AgWeb’s Crop Comments allows farmers across the country to share their planting progress, crop conditions, farming issues and more. Recently, an east-central Iowa farmer submitted a picture of what he calls “ugly stage corn.” Another farmer suggested that perhaps his corn isn’t getting the full benefits of the nitrogen that he applied.
Ken Ferrie, Farm Journal Field Agronomist explains that nitrogen-deficient corn in the beginning of the growing season gives up yield potential, whereas, corn that’s nitrogen-deficient late in reproductive stages gives up actual yield.
“You want to keep enough nitrogen available during all corn growth stages so crop growth never slows down,” Ferrie says.
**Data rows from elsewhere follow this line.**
use chrono::{Duration, TimeZone, Utc};
use tally_protocol::SampleType;

use super::*;
use crate::EvaluationError;

fn at(secs: i64) -> chrono::DateTime<Utc> {
    Utc.timestamp_opt(1_700_000_000 + secs, 0).unwrap()
}

fn gauge(name: &str, volume: f64, resource: &str, secs: i64) -> Sample {
    Sample::new(name, SampleType::Gauge, "B", volume, resource, at(secs))
}

fn transformer(expression: &str) -> ArithmeticTransformer {
    ArithmeticTransformer::new(ArithmeticConfig::new(expression, "derived").unwrap()).unwrap()
}

#[test]
fn test_sum_of_two_meters() {
    let mut t = transformer("$(a) + $(b)");

    assert!(t.transform(gauge("a", 2.0, "vm-1", 0)).unwrap().is_empty());
    let out = t.transform(gauge("b", 3.0, "vm-1", 1)).unwrap();

    assert_eq!(out.len(), 1);
    assert_eq!(out[0].name, "derived");
    assert_eq!(out[0].volume, 5.0);
    assert_eq!(out[0].resource_id, "vm-1");
    assert_eq!(out[0].sample_type, SampleType::Gauge);
    assert_eq!(out[0].timestamp, at(1));
    assert_eq!(t.pending_resources(), 0);
}

#[test]
fn test_division_by_zero_is_error() {
    let mut t = transformer("$(a) / ($(a) + $(b))");

    t.transform(gauge("a", 1.0, "vm-1", 0)).unwrap();
    let err = t.transform(gauge("b", -1.0, "vm-1", 1)).unwrap_err();

    assert!(matches!(
        err,
        TransformError::Evaluation(EvaluationError::DivisionByZero)
    ));
    assert_eq!(t.pending_resources(), 0);
}

#[test]
fn test_resources_are_independent() {
    let mut t = transformer("$(a) * $(b)");

    t.transform(gauge("a", 2.0, "vm-1", 0)).unwrap();
    t.transform(gauge("a", 5.0, "vm-2", 0)).unwrap();
    let out = t.transform(gauge("b", 10.0, "vm-2", 1)).unwrap();

    assert_eq!(out.len(), 1);
    assert_eq!(out[0].volume, 50.0);
    assert_eq!(out[0].resource_id, "vm-2");
    assert_eq!(t.pending_resources(), 1);
}

#[test]
fn test_latest_value_wins() {
    let mut t = transformer("$(a) - $(b)");

    t.transform(gauge("a", 1.0, "vm-1", 0)).unwrap();
    t.transform(gauge("a", 7.0, "vm-1", 1)).unwrap();
    let out = t.transform(gauge("b", 2.0, "vm-1", 2)).unwrap();

    assert_eq!(out[0].volume, 5.0);
}

#[test]
fn test_unreferenced_meter_passes_through() {
    let mut t = transformer("$(a) + $(b)");
    let other = gauge("c", 1.0, "vm-1", 0);
    assert_eq!(t.transform(other.clone()).unwrap(), vec![other]);
}

#[test]
fn test_passthrough_forwards_inputs() {
    let config = ArithmeticConfig::new("$(a) + $(b)", "sum")
        .unwrap()
        .with_passthrough(true);
    let mut t = ArithmeticTransformer::new(config).unwrap();

    let a = gauge("a", 1.0, "vm-1", 0);
    assert_eq!(t.transform(a.clone()).unwrap(), vec![a]);

    let out = t.transform(gauge("b", 2.0, "vm-1", 0)).unwrap();
    assert_eq!(out.len(), 2);
    assert_eq!(out[0].name, "b");
    assert_eq!(out[1].name, "sum");
}

#[test]
fn test_target_unit_and_type() {
    let config = ArithmeticConfig::new("$(a)", "a_total")
        .unwrap()
        .with_unit("GB")
        .with_type(SampleType::Cumulative);
    let mut t = ArithmeticTransformer::new(config).unwrap();

    let out = t.transform(gauge("a", 4.0, "vm-1", 0)).unwrap();
    assert_eq!(out[0].unit, "GB");
    assert_eq!(out[0].sample_type, SampleType::Cumulative);
}

#[test]
fn test_derived_keeps_identity() {
    let mut t = transformer("$(a) + $(b)");
    let a = gauge("a", 1.0, "vm-1", 0).with_project("p1").with_source("compute");
    let b = gauge("b", 1.0, "vm-1", 0).with_project("p1").with_source("compute");

    t.transform(a).unwrap();
    let out = t.transform(b).unwrap();
    assert_eq!(out[0].project_id.as_deref(), Some("p1"));
    assert_eq!(out[0].source, "compute");
}

#[test]
fn test_flush_reports_incomplete() {
    let mut t = transformer("$(a) + $(b)");
    t.transform(gauge("a", 1.0, "vm-2", 0)).unwrap();
    t.transform(gauge("a", 1.0, "vm-1", 0)).unwrap();

    let err = t.flush().unwrap_err();
    match err {
        TransformError::Incomplete { target, resources } => {
            assert_eq!(target, "derived");
            assert_eq!(resources, vec!["vm-1".to_string(), "vm-2".to_string()]);
        }
        other => panic!("unexpected error: {other}"),
    }

    assert_eq!(t.pending_resources(), 0);
    assert!(t.flush().unwrap().is_empty());
}

#[test]
fn test_timestamp_is_newest_input() {
    let mut t = transformer("$(a) + $(b)");
    t.transform(gauge("a", 1.0, "vm-1", 0)).unwrap();
    let mut b = gauge("b", 1.0, "vm-1", 0);
    b.timestamp = at(0) - Duration::seconds(5);
    let out = t.transform(b).unwrap();
    assert_eq!(out[0].timestamp, at(0));
}

#[test]
fn test_factory_rejects_constant_expression() {
    let config = TransformerInstanceConfig::new("arithmetic")
        .with_option("expression", "1 + 1")
        .with_option("target_name", "two");
    assert!(matches!(
        ArithmeticFactory.create(&config),
        Err(TransformError::Config(_))
    ));
}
1. Assess the environment for every field; that is crucial in building a nitrogen program. Know your risk of nitrogen loss from leaching, denitrification and/or volatility.
2. Pick the right nitrogen sources, timing and placement. Doing those three things is much more important than trying to pick the right rate.
3. Assess the carbon penalty potential based on the amount and type of carbon left from your previous crop. Don’t forget to assess a carbon penalty for grass cover crops.
4. Consider that split applications and nitrogen inhibitors might be part of the balance of your nitrogen plan.
5. If corn greens up right after a sidedress application, it is telling you that the crop was waiting for the nitrogen and it was giving up yield potential during the process.
6. Season-long scouting is the only way to get a handle on nitrogen needs and management. Knowing when you run short is more important than knowing how much you ran short. As Ferrie emphasizes, “Scout, scout, scout and then make a plan.”